Multinationals' Sensitivity to Tax Rules
As investors from foreign tax credit countries are able to mitigate or avoid repatriation taxes, the floor on tax competition is lowered or removed.
Changes in the way multinational firms structure their operations abroad have made low tax rates increasingly important to a country's ability to attract foreign capital. This trend is particularly significant for European countries, where 10 percent higher tax rates are associated with 7.7 percent less foreign direct investment (FDI). In Chains of Ownership, Regional Tax Competition, and Foreign Direct Investment (NBER Working Paper No. 9224), authors Mihir Desai, C. Fritz Foley, and James Hines Jr. explore this phenomenon by analyzing how investment decisions by U.S.- based multinational firms are influenced by the growing tendency to employ "chains of ownership." This form of indirect ownership allows firms to defer paying American taxes on income earned by their foreign affiliates.
The authors note that in the past, U.S. firms were less sensitive to tax rates in countries where they operated. That's because whatever they paid out in foreign taxes could be used as credits to offset their U.S. tax liabilities. For example, the U.S. corporate tax rate is 35 percent. So if an American corporation earned $100 in a country with a 10 percent tax rate, it would pay $10 to the foreign government and then use that as a credit to reduce what would be a $35 U.S. tax liability to $25. Unless foreign tax rates exceed 35 percent, or firms can defer triggering U.S. taxes, the existence of the credit made the host country tax rate less pivotal for investment decisions.
What if a U.S. company could defer paying domestic taxes on its foreign earnings? Desai, Foley, and Hines assert that U.S-based multinational firms are increasingly adept at doing just that, a feat they accomplish by structuring complex business relationships in which foreign affiliates are "owned indirectly through other affiliates rather than directly" by the U.S. parent company. Through these arrangements American firms defer paying "repatriation taxes" on their earnings abroad and, consequently, the foreign or "host" country's tax assessment becomes a more important factor in attracting investment. It is no longer simply used as a credit to offset what is now a less-important American tax liability. Instead, it stands out as something that directly affects a firm's bottom line much as is the case under so-called exemption regimes of taxing international income.

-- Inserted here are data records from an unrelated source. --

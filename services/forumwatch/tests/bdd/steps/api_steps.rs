//! BDD step definitions for the HTTP control API

use std::time::Duration;

use cucumber::gherkin::Step;
use cucumber::{given, then, when};

use crate::world::ForumWatchWorld;

async fn send(world: &mut ForumWatchWorld, method: reqwest::Method, path: &str, body: Option<String>) {
    let base = world.api_base.as_ref().expect("API is not being served");
    let client = reqwest::Client::builder()
        .timeout(Duration::from_secs(10))
        .build()
        .unwrap();
    let mut request = client.request(method, format!("{}{}", base, path));
    if let Some(body) = body {
        request = request
            .header("content-type", "application/json")
            .body(body);
    }

    let response = request.send().await.expect("request should reach the API");
    world.response_status = Some(response.status().as_u16());
    let text = response.text().await.unwrap_or_default();
    world.response_body = Some(serde_json::from_str(&text).unwrap_or(serde_json::Value::Null));
}

// --- Given steps ---

#[given("the API is being served")]
async fn api_served(world: &mut ForumWatchWorld) {
    let store = world.store.clone().expect("service has not been configured");
    let service = world.builder(store).build().await.unwrap();
    let bound = service.bind().await.unwrap();
    world.api_base = Some(format!("http://{}", bound.listen_addr()));
    world.controller = Some(bound.controller().clone());
    tokio::spawn(bound.run());
}

// --- When steps ---

#[when(expr = "I GET {string}")]
async fn get_path(world: &mut ForumWatchWorld, path: String) {
    send(world, reqwest::Method::GET, &path, None).await;
}

#[when(expr = "I POST {string}")]
async fn post_path(world: &mut ForumWatchWorld, path: String) {
    send(world, reqwest::Method::POST, &path, None).await;
}

#[when(expr = "I POST {string} with body:")]
async fn post_path_with_body(world: &mut ForumWatchWorld, path: String, step: &Step) {
    let body = step.docstring.clone().expect("step needs a doc string body");
    send(world, reqwest::Method::POST, &path, Some(body)).await;
}

// --- Then steps ---

#[then(expr = "the response status should be {int}")]
fn response_status(world: &mut ForumWatchWorld, expected: u16) {
    assert_eq!(
        world.response_status,
        Some(expected),
        "body: {:?}",
        world.response_body
    );
}

#[then(expr = "the response field {string} should be {string}")]
fn response_field(world: &mut ForumWatchWorld, field: String, expected: String) {
    let body = world.response_body.as_ref().expect("no response body");
    let pointer = format!("/{}", field.replace('.', "/"));
    let value = body
        .pointer(&pointer)
        .unwrap_or_else(|| panic!("field '{}' missing from {}", field, body));
    let actual = match value {
        serde_json::Value::String(s) => s.clone(),
        other => other.to_string(),
    };
    assert_eq!(actual, expected, "field '{}'", field);
}

#[then(expr = "the response should list {int} notification(s)")]
fn response_lists(world: &mut ForumWatchWorld, expected: usize) {
    let body = world.response_body.as_ref().expect("no response body");
    let entries = body.as_array().expect("expected a JSON array");
    assert_eq!(entries.len(), expected);
}
//! BDD step definitions for the service lifecycle and restart recovery

use std::sync::Arc;

use cucumber::{given, then, when};

use forumwatch::controller::RunState;
use forumwatch::records::{RunStatus, UpdateConfig};
use forumwatch::store::{JsonStore, RecordStore};

use crate::world::{ForumWatchWorld, FORUM_URL};

// --- Given / When steps ---

#[given("the service is started")]
#[when("the service is started")]
async fn service_started(world: &mut ForumWatchWorld) {
    let result = world.controller().start().await;
    world.record(result);
}

#[given("the service is stopped")]
#[when("the service is stopped")]
async fn service_stopped(world: &mut ForumWatchWorld) {
    let result = world.controller().stop().await;
    world.record(result);
}

#[when("the service is restarted")]
async fn service_restarted(world: &mut ForumWatchWorld) {
    let result = world.controller().restart().await;
    world.record(result);
}

#[when(expr = "the configuration is updated to check every {int} minutes")]
async fn configuration_updated(world: &mut ForumWatchWorld, interval: u32) {
    let update = UpdateConfig {
        telegram_bot_token: "123:abc".to_string(),
        telegram_chat_id: "-100".to_string(),
        forum_url: FORUM_URL.to_string(),
        check_interval: interval,
    };
    let result = world.controller().update_config(&update).await;
    world.record(result);
}

#[given("a store file left behind by a running service")]
async fn store_left_running(world: &mut ForumWatchWorld) {
    let path = world.store_path();
    let store = JsonStore::open(&path, 500).await.unwrap();
    let now = chrono::Utc::now();
    store
        .initialize(&ForumWatchWorld::seed(30), now)
        .await
        .unwrap();
    store
        .update_status(Box::new(move |s| s.mark_started(now)), now)
        .await
        .unwrap();
}

#[given("resuming on boot is disabled")]
fn resume_disabled(world: &mut ForumWatchWorld) {
    world.resume_on_boot = Some(false);
}

#[when("the service boots from that store")]
async fn service_boots(world: &mut ForumWatchWorld) {
    let path = world.store_path();
    let store = JsonStore::open(&path, 500).await.unwrap();
    world.build_with_store(Arc::new(store)).await;

    let resume = world.config().monitor.resume_on_boot;
    let result = world.controller().resume(resume).await;
    world.record(result);
}

// --- Then steps ---

#[then("the service should be running")]
async fn service_should_be_running(world: &mut ForumWatchWorld) {
    assert_eq!(world.controller().state().await, RunState::Running);
    let status: RunStatus = world.store().status().await.unwrap();
    assert!(status.is_running, "persisted status should say running");
}

#[then("the service should not be running")]
async fn service_should_not_be_running(world: &mut ForumWatchWorld) {
    assert_eq!(world.controller().state().await, RunState::Stopped);
    let status: RunStatus = world.store().status().await.unwrap();
    assert!(!status.is_running, "persisted status should say stopped");
}

#[then("the run status should record a start time")]
async fn status_has_start_time(world: &mut ForumWatchWorld) {
    let status = world.store().status().await.unwrap();
    assert!(status.service_started_at.is_some());
}

#[then("the run status should have no start time")]
async fn status_has_no_start_time(world: &mut ForumWatchWorld) {
    let status = world.store().status().await.unwrap();
    assert!(status.service_started_at.is_none());
}

#[then(expr = "the active schedule should be {string}")]
async fn active_schedule(world: &mut ForumWatchWorld, expected: String) {
    let schedule = world
        .controller()
        .schedule()
        .await
        .expect("service should be running");
    assert_eq!(schedule.to_string(), expected);
}

#[then(expr = "the saved check interval should be {int} minutes")]
async fn saved_interval(world: &mut ForumWatchWorld, expected: u32) {
    let config = world.store().config().await.unwrap().expect("config saved");
    assert_eq!(config.check_interval, expected);
}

"As investors from foreign tax credit countries are able to mitigate or avoid repatriation taxes, the floor on tax competition is lowered or removed," the authors state. They assert that "if the recent trend of rising indirect ownership continues" -- both among American firms and among multinationals from countries with similar tax laws -- "then capital-importing countries are likely to feel growing pressure to reduce any source-based taxes they impose on foreign investment... Lower tax rates will in turn encourage American firms (and others) to accelerate their use of indirect ownership structures for their foreign investments," they add. Additionally, the results shed light on the sensitivity of investment from countries that employ exemption systems as U.S. firms are effectively able to mimic the position of exemption countries.
Desai, Foley, and Hines believe the effect could be particularly pronounced in Europe, where they find that European affiliates of American companies are more likely than others to be indirectly held and foreign investments seem to be much more sensitive to taxes than elsewhere. For example, as was noted previously, a 10 percent difference in tax rates among European Countries was associated with a 7.7 percent reduction in investment, while outside of Europe, a 10 percent difference was associated with only a 2.3 percent reduction in investments.
One reason for the disparity, according to these economists, is that "the effects of integration brought about by the European Union have intensified competitive pressures within Europe" to reduce taxes incurred by foreign companies. Desai, Foley, and Hines caution that "partial European economic integration, without coordination of tax policies" may intensify the tendency of European countries to compete for foreign investment via lowered tax rates.